The response should consist solely of the line containing "let sample = parse_record(&line).unwrap();" and the lines after it through the end of the listing below, repeated exactly.
- Opening Delimiter -
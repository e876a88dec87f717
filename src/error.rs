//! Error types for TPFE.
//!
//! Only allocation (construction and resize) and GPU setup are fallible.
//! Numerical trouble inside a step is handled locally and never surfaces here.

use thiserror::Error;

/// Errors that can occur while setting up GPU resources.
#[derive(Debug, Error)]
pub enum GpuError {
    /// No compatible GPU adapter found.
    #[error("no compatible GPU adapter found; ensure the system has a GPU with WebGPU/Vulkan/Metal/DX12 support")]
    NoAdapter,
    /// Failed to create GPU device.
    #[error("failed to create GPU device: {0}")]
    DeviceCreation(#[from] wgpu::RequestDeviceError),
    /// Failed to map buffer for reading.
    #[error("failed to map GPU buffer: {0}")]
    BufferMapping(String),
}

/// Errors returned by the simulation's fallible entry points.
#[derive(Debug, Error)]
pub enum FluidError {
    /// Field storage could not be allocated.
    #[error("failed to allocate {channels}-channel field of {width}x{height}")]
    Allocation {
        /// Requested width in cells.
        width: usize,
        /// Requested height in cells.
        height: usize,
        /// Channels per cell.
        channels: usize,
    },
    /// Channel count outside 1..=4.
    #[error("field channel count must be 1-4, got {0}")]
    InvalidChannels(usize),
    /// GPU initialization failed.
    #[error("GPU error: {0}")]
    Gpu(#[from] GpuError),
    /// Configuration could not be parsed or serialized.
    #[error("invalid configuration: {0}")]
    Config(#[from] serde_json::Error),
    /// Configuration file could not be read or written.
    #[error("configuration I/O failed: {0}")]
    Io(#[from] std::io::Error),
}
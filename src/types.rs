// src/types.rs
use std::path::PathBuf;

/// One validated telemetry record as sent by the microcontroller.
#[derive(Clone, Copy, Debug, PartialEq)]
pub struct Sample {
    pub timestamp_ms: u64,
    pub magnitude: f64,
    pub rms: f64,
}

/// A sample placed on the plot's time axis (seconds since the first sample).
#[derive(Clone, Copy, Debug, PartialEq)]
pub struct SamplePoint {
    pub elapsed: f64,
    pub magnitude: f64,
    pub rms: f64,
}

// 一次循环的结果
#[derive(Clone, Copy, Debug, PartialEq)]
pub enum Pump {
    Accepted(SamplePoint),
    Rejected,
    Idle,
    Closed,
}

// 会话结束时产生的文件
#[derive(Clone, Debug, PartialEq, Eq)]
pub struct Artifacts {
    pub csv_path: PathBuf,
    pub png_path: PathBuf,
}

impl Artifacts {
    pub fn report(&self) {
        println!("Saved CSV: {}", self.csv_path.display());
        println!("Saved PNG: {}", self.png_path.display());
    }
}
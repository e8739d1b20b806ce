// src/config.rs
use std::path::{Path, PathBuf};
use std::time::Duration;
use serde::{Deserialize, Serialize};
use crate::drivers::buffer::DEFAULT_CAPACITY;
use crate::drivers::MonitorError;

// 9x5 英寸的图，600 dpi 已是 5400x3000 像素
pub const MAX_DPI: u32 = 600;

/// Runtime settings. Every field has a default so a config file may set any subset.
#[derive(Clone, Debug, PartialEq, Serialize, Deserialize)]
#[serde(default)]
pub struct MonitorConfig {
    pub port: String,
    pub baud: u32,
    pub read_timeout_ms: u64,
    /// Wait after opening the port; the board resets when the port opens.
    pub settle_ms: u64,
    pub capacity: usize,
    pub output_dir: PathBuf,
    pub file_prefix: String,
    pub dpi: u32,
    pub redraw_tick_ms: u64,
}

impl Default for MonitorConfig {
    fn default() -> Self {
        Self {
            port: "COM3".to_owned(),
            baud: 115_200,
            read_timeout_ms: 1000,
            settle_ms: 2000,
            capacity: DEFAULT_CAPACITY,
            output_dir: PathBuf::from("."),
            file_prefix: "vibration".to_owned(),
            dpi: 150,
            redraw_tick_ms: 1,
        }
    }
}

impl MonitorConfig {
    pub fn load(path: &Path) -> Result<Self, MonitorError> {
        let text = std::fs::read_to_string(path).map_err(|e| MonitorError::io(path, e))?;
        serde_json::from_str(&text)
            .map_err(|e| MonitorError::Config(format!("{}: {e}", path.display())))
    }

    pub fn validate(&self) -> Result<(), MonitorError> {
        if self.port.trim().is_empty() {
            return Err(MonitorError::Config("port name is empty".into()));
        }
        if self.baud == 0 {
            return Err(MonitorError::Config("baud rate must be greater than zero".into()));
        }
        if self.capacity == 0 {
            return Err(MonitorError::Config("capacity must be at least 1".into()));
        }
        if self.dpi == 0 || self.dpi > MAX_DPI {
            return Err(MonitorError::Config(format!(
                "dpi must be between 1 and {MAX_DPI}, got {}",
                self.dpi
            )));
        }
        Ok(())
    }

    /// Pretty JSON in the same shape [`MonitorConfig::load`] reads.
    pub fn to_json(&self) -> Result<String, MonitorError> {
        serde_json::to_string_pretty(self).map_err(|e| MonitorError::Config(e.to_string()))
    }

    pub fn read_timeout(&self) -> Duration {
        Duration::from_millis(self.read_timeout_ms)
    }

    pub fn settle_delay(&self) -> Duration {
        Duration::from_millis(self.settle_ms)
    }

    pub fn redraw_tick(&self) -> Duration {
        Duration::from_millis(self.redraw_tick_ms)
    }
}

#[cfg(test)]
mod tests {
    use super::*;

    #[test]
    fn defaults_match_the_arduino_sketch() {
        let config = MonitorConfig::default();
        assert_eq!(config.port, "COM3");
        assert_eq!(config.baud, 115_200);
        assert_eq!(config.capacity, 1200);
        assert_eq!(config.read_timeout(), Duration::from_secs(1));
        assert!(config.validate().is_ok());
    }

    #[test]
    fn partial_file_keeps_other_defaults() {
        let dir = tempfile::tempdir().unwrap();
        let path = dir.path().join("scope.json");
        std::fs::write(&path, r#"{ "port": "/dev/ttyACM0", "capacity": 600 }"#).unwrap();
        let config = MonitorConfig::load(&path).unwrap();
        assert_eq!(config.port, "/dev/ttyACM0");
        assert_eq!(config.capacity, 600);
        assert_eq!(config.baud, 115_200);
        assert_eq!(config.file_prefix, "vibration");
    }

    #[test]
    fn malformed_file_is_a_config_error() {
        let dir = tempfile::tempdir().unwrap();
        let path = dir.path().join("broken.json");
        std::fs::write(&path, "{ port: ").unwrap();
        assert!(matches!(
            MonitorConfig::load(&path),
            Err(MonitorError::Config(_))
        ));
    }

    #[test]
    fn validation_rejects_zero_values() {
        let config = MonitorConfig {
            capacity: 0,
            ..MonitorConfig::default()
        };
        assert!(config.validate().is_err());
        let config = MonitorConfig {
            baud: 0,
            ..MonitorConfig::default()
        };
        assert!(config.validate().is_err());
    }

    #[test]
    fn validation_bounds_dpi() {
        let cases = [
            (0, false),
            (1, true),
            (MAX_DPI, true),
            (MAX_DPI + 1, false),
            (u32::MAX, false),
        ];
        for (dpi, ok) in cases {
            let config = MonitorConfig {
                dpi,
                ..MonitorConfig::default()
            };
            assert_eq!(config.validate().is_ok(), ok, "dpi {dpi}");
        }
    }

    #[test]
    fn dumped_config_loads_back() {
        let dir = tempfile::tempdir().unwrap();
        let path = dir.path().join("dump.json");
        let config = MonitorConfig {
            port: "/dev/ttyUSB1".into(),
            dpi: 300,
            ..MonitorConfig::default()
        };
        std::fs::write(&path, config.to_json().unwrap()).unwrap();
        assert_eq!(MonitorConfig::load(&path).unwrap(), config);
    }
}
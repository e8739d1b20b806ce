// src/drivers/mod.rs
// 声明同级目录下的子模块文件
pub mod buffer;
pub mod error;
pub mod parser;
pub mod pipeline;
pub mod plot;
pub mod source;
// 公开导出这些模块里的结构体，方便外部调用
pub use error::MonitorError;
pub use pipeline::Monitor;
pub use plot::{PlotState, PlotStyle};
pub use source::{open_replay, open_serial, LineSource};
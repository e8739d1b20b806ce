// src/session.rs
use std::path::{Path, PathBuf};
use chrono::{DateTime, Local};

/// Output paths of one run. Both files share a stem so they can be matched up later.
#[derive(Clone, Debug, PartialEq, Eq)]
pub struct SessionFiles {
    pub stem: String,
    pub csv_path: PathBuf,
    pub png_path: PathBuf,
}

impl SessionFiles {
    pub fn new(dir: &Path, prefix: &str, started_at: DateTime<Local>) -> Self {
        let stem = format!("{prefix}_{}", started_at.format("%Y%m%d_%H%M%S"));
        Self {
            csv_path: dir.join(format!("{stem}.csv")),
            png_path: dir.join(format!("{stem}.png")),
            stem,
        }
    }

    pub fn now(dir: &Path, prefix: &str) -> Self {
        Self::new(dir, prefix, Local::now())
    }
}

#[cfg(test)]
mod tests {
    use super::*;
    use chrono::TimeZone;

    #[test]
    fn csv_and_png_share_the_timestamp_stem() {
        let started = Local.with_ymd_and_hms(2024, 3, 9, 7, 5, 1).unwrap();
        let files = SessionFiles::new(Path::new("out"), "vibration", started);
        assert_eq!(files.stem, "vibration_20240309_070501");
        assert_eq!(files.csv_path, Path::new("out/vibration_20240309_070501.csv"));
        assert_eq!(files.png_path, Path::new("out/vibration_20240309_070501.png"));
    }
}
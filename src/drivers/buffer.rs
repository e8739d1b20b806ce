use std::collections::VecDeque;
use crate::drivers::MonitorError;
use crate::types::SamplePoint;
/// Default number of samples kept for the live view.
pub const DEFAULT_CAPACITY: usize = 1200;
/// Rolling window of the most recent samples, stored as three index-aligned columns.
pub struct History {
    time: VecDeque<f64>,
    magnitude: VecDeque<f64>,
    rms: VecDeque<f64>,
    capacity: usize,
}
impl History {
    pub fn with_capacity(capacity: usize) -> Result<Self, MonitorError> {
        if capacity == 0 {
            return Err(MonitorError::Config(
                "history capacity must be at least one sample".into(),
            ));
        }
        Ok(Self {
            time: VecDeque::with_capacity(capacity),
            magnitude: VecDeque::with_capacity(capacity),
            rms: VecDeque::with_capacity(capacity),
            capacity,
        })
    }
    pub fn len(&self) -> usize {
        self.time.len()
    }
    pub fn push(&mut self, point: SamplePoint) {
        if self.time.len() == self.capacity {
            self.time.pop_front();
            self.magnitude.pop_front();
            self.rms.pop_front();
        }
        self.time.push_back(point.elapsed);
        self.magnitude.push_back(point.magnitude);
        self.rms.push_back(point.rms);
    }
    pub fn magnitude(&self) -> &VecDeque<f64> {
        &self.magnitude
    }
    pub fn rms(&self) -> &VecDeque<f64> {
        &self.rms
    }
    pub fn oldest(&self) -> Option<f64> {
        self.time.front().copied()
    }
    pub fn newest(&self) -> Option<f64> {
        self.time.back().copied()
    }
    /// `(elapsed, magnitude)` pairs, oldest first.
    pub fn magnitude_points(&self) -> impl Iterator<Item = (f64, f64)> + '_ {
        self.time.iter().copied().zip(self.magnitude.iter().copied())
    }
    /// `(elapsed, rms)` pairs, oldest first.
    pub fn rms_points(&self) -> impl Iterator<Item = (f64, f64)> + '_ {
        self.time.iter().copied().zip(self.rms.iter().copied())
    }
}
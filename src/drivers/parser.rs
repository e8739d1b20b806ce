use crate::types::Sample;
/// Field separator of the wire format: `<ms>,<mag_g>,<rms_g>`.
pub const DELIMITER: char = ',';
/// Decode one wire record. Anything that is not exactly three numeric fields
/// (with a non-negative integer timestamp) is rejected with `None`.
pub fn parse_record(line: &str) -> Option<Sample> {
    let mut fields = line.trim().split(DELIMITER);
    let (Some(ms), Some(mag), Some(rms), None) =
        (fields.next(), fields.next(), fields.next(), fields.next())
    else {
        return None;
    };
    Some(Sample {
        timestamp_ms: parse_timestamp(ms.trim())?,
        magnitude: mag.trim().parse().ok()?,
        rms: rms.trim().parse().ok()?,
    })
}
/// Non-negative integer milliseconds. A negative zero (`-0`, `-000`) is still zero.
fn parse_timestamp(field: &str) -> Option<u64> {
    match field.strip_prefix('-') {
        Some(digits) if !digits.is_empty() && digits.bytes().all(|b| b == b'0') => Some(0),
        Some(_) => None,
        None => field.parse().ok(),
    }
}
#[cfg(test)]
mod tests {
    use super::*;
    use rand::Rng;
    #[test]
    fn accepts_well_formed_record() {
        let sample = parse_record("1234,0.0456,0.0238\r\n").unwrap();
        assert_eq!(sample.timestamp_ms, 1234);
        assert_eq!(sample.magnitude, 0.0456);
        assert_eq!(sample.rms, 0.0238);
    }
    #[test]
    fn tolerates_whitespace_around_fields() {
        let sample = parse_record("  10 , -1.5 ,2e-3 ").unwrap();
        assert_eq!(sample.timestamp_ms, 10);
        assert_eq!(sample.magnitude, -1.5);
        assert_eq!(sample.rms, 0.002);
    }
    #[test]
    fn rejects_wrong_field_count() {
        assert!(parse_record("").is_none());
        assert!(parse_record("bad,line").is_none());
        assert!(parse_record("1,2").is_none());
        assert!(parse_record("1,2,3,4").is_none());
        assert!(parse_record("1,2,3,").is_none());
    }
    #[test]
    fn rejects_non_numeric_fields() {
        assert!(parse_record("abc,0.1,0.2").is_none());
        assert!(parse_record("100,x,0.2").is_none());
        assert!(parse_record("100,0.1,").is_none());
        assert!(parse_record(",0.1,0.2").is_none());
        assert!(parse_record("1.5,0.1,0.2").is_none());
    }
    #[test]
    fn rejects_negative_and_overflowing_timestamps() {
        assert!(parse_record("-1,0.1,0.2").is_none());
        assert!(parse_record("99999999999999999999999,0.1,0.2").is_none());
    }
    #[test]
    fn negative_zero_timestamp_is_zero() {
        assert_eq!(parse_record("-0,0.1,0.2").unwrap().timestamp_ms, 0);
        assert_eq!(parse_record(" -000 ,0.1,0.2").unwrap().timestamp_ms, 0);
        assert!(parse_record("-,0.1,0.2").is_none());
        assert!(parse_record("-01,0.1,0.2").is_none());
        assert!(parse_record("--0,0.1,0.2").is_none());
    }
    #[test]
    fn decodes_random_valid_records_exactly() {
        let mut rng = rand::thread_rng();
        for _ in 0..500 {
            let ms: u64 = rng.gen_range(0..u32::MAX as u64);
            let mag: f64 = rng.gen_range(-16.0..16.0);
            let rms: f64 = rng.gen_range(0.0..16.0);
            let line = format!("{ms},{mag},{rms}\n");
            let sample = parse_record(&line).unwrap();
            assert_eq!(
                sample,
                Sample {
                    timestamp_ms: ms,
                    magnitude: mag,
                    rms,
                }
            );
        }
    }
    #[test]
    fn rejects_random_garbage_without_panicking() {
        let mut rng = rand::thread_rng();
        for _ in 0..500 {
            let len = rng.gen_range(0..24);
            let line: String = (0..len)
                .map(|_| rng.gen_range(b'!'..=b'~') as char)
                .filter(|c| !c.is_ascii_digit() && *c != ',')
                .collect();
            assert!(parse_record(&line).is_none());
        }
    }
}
- Closing Delimiter -
Reply to the task -
            let sample = parse_record(&line).unwrap();
            assert_eq!(
                sample,
                Sample {
                    timestamp_ms: ms,
                    magnitude: mag,
                    rms,
                }
            );
        }
    }
    #[test]
    fn rejects_random_garbage_without_panicking() {
        let mut rng = rand::thread_rng();
        for _ in 0..500 {
            let len = rng.gen_range(0..24);
            let line: String = (0..len)
                .map(|_| rng.gen_range(b'!'..=b'~') as char)
                .filter(|c| !c.is_ascii_digit() && *c != ',')
                .collect();
            assert!(parse_record(&line).is_none());
        }
    }
}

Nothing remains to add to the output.